*Problem details:* Please filter the listing below and copy out the lines that hold "else".

*Provided data:*

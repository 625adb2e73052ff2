//! Time-related utilities with clock abstraction for testability.

use chrono::{DateTime, Local, TimeZone};

/// Format used for the timestamp embedded in every chat line.
pub const CHAT_TIMESTAMP_FORMAT: &str = "%Y-%m-%d %H:%M:%S";

/// Clock trait for dependency injection and testing
pub trait Clock: Send + Sync {
    /// Get the current local time
    fn now(&self) -> DateTime<Local>;
}

/// System clock implementation (uses actual system time)
#[derive(Debug, Clone, Copy)]
pub struct SystemClock;

impl Clock for SystemClock {
    fn now(&self) -> DateTime<Local> {
        Local::now()
    }
}

/// Fixed clock implementation for testing (returns a fixed time)
#[derive(Debug, Clone, Copy)]
pub struct FixedClock {
    fixed_time: DateTime<Local>,
}

impl FixedClock {
    /// Create a new fixed clock with the given time
    pub fn new(fixed_time: DateTime<Local>) -> Self {
        Self { fixed_time }
    }
}

impl Clock for FixedClock {
    fn now(&self) -> DateTime<Local> {
        self.fixed_time
    }
}

/// Format a local time as a chat timestamp (`YYYY-MM-DD HH:MM:SS`)
pub fn format_chat_timestamp(time: &DateTime<Local>) -> String {
    time.format(CHAT_TIMESTAMP_FORMAT).to_string()
}

/// Convert Unix timestamp (milliseconds) to local RFC 3339 format
///
/// Returns `None` when the timestamp is out of the representable range.
pub fn timestamp_to_local_rfc3339(timestamp_millis: i64) -> Option<String> {
    Local
        .timestamp_millis_opt(timestamp_millis)
        .single()
        .map(|dt| dt.to_rfc3339())
}
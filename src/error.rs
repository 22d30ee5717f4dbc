//! Error types for the pdf-translate library.
//!
//! Four error types, one per failure scope:
//!
//! * [`TranslateError`] (**fatal**): the run cannot start or cannot finish
//!   (bad input file, missing credentials, PDF engine unavailable, output not
//!   writable). Returned as `Err(TranslateError)` from the top-level
//!   `translate*` functions, always before any page is translated or after
//!   all of them are.
//!
//! * [`ServiceError`]: a single failed call to the translation service.
//!   Retried by [`crate::pipeline::remote::translate_chunk`] and never
//!   surfaced on its own.
//!
//! * [`TranslationExhausted`]: every attempt for one chunk failed. Fails the
//!   whole page it belongs to.
//!
//! * [`PageError`] (**non-fatal**): a page could not be translated. Stored in
//!   [`crate::output::PageResult`]; the page is replaced by a placeholder in
//!   the output document and the run continues.

use serde::{Deserialize, Serialize};
use std::path::PathBuf;
use thiserror::Error;

/// All fatal errors returned by the pdf-translate library.
#[derive(Debug, Error)]
pub enum TranslateError {
    // ── Input errors ──────────────────────────────────────────────────────
    /// Input file was not found at the given path.
    #[error("PDF file not found: '{path}'\nCheck the path exists and is readable.")]
    FileNotFound { path: PathBuf },

    /// The path exists but is a directory or another non-regular file.
    #[error("Not a file: '{path}'")]
    NotAFile { path: PathBuf },

    /// Wrong extension or missing `%PDF` header.
    #[error("Not a PDF file: '{path}' ({reason})")]
    NotAPdf { path: PathBuf, reason: String },

    /// Process does not have read permission on the file.
    #[error("Permission denied reading '{path}'\nTry: chmod +r {path:?}")]
    PermissionDenied { path: PathBuf },

    /// HTTP download of a URL input failed.
    #[error("Failed to download PDF from '{url}': {reason}")]
    DownloadFailed { url: String, reason: String },

    /// Download exceeded the timeout.
    #[error("Download timed out after {secs}s: '{url}'")]
    DownloadTimeout { url: String, secs: u64 },

    // ── PDF errors ────────────────────────────────────────────────────────
    /// PDF header/trailer/xref is corrupt and cannot be parsed.
    #[error("PDF '{path}' is corrupt: {detail}")]
    CorruptPdf { path: PathBuf, detail: String },

    /// PDF requires a password but none was provided.
    #[error("PDF '{path}' is encrypted and requires a password.\nProvide it with --password <PASSWORD>.")]
    PasswordRequired { path: PathBuf },

    /// A password was provided but it is wrong.
    #[error("Wrong password for PDF '{path}'")]
    WrongPassword { path: PathBuf },

    /// pdfium failed while building the translated document.
    #[error("Rendering failed for output page {sheet}: {detail}")]
    RenderFailed { sheet: usize, detail: String },

    /// Could not bind to a pdfium library.
    #[error(
        "Failed to bind to pdfium library: {0}\n\n\
Place libpdfium next to the binary, install it system-wide, or\n\
set PDFIUM_LIB_PATH=/path/to/libpdfium.\n"
    )]
    PdfiumBindingFailed(String),

    // ── Translation service errors ────────────────────────────────────────
    /// The HTTP backend has no endpoint or no API key.
    #[error("Missing API credentials: {missing} is not set.\nSet LLM_API_URL and LLM_API_KEY (a .env file works too).")]
    MissingCredentials { missing: String },

    /// The LLM provider could not be created (unknown name, missing key…).
    #[error("LLM provider '{provider}' is not configured.\n{hint}")]
    ProviderNotConfigured { provider: String, hint: String },

    // ── I/O errors ────────────────────────────────────────────────────────
    /// Could not create or write an output file.
    #[error("Failed to write output file '{path}': {source}")]
    OutputWriteFailed {
        path: PathBuf,
        #[source]
        source: std::io::Error,
    },

    // ── Config errors ─────────────────────────────────────────────────────
    /// Builder validation failed.
    #[error("Invalid configuration: {0}")]
    InvalidConfig(String),

    // ── Catch-all ─────────────────────────────────────────────────────────
    /// Unexpected internal error.
    #[error("Internal error: {0}")]
    Internal(String),
}

/// One failed call to the translation service.
///
/// The retry loop treats every variant the same way; the distinction exists
/// for logs and for callers that use a [`crate::translator::Translator`]
/// directly.
#[derive(Debug, Clone, Error)]
pub enum ServiceError {
    /// Network-level fault: connection refused, DNS, TLS, timeout.
    #[error("transport error: {0}")]
    Transport(String),

    /// The service answered with a non-2xx status.
    #[error("HTTP {status}: {body}")]
    Status { status: u16, body: String },

    /// 2xx response whose body lacks the translated text.
    #[error("malformed response: {0}")]
    MalformedResponse(String),

    /// Error reported by an `edgequake-llm` provider.
    #[error("provider error: {0}")]
    Provider(String),
}

/// Every attempt to translate one chunk failed.
#[derive(Debug, Clone, PartialEq, Eq, Error, Serialize, Deserialize)]
#[error("gave up after {attempts} attempts: {last_error}")]
pub struct TranslationExhausted {
    /// Number of calls made (equals the configured maximum).
    pub attempts: u32,
    /// Display form of the last [`ServiceError`].
    pub last_error: String,
}

/// A non-fatal error for a single page.
///
/// Stored in [`crate::output::PageResult`] when a page fails. The overall
/// run continues.
#[derive(Debug, Clone, PartialEq, Eq, Error, Serialize, Deserialize)]
pub enum PageError {
    /// A chunk of the page exhausted its retries.
    #[error("Page {page}: chunk {chunk}/{chunks} {source}")]
    TranslationExhausted {
        /// 0-based page index.
        page: usize,
        /// 1-based index of the failing chunk.
        chunk: usize,
        /// Number of chunks the page was split into.
        chunks: usize,
        source: TranslationExhausted,
    },
}

impl PageError {
    /// Attempts spent on the failing chunk.
    pub fn attempts(&self) -> u32 {
        match self {
            PageError::TranslationExhausted { source, .. } => source.attempts,
        }
    }
}
//! Sentence-bounded chunking of long page text.
//!
//! A sentence ends right after `.`, `!` or `?` when the next character is
//! whitespace. Sentences are packed greedily into chunks of at most
//! `max_size` characters, joined by one space. A sentence is never split:
//! one that is longer than `max_size` on its own becomes its own chunk.

/// Split `text` into trimmed, non-empty sentences, in order.
pub fn split_sentences(text: &str) -> Vec<&str> {
    let mut sentences = Vec::new();
    let mut start = 0;
    let mut chars = text.char_indices().peekable();

    while let Some((i, c)) = chars.next() {
        if !matches!(c, '.' | '!' | '?') {
            continue;
        }
        if let Some(&(_, next)) = chars.peek() {
            if next.is_whitespace() {
                let end = i + c.len_utf8();
                push_trimmed(&mut sentences, &text[start..end]);
                start = end;
            }
        }
    }
    push_trimmed(&mut sentences, &text[start..]);
    sentences
}

fn push_trimmed<'a>(out: &mut Vec<&'a str>, s: &'a str) {
    let s = s.trim();
    if !s.is_empty() {
        out.push(s);
    }
}

/// Pack the sentences of `text` into chunks of at most `max_size` characters.
///
/// Lengths count `char`s. `max_size` of 0 behaves like 1, which puts every
/// sentence in its own chunk.
pub fn chunk(text: &str, max_size: usize) -> Vec<String> {
    let max_size = max_size.max(1);
    let mut chunks = Vec::new();
    let mut buffer = String::new();
    let mut buffer_len = 0usize;

    for sentence in split_sentences(text) {
        let len = sentence.chars().count();
        if buffer.is_empty() {
            buffer.push_str(sentence);
            buffer_len = len;
        } else if buffer_len + 1 + len > max_size {
            chunks.push(std::mem::take(&mut buffer));
            buffer.push_str(sentence);
            buffer_len = len;
        } else {
            buffer.push(' ');
            buffer.push_str(sentence);
            buffer_len += 1 + len;
        }
    }
    if !buffer.is_empty() {
        chunks.push(buffer);
    }

    debug_assert!(chunks.iter().all(|c| !c.is_empty()), "empty chunk produced");
    chunks
}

*Exercise answer:*
        } else if buffer_len + 1 + len > max_size {
        } else {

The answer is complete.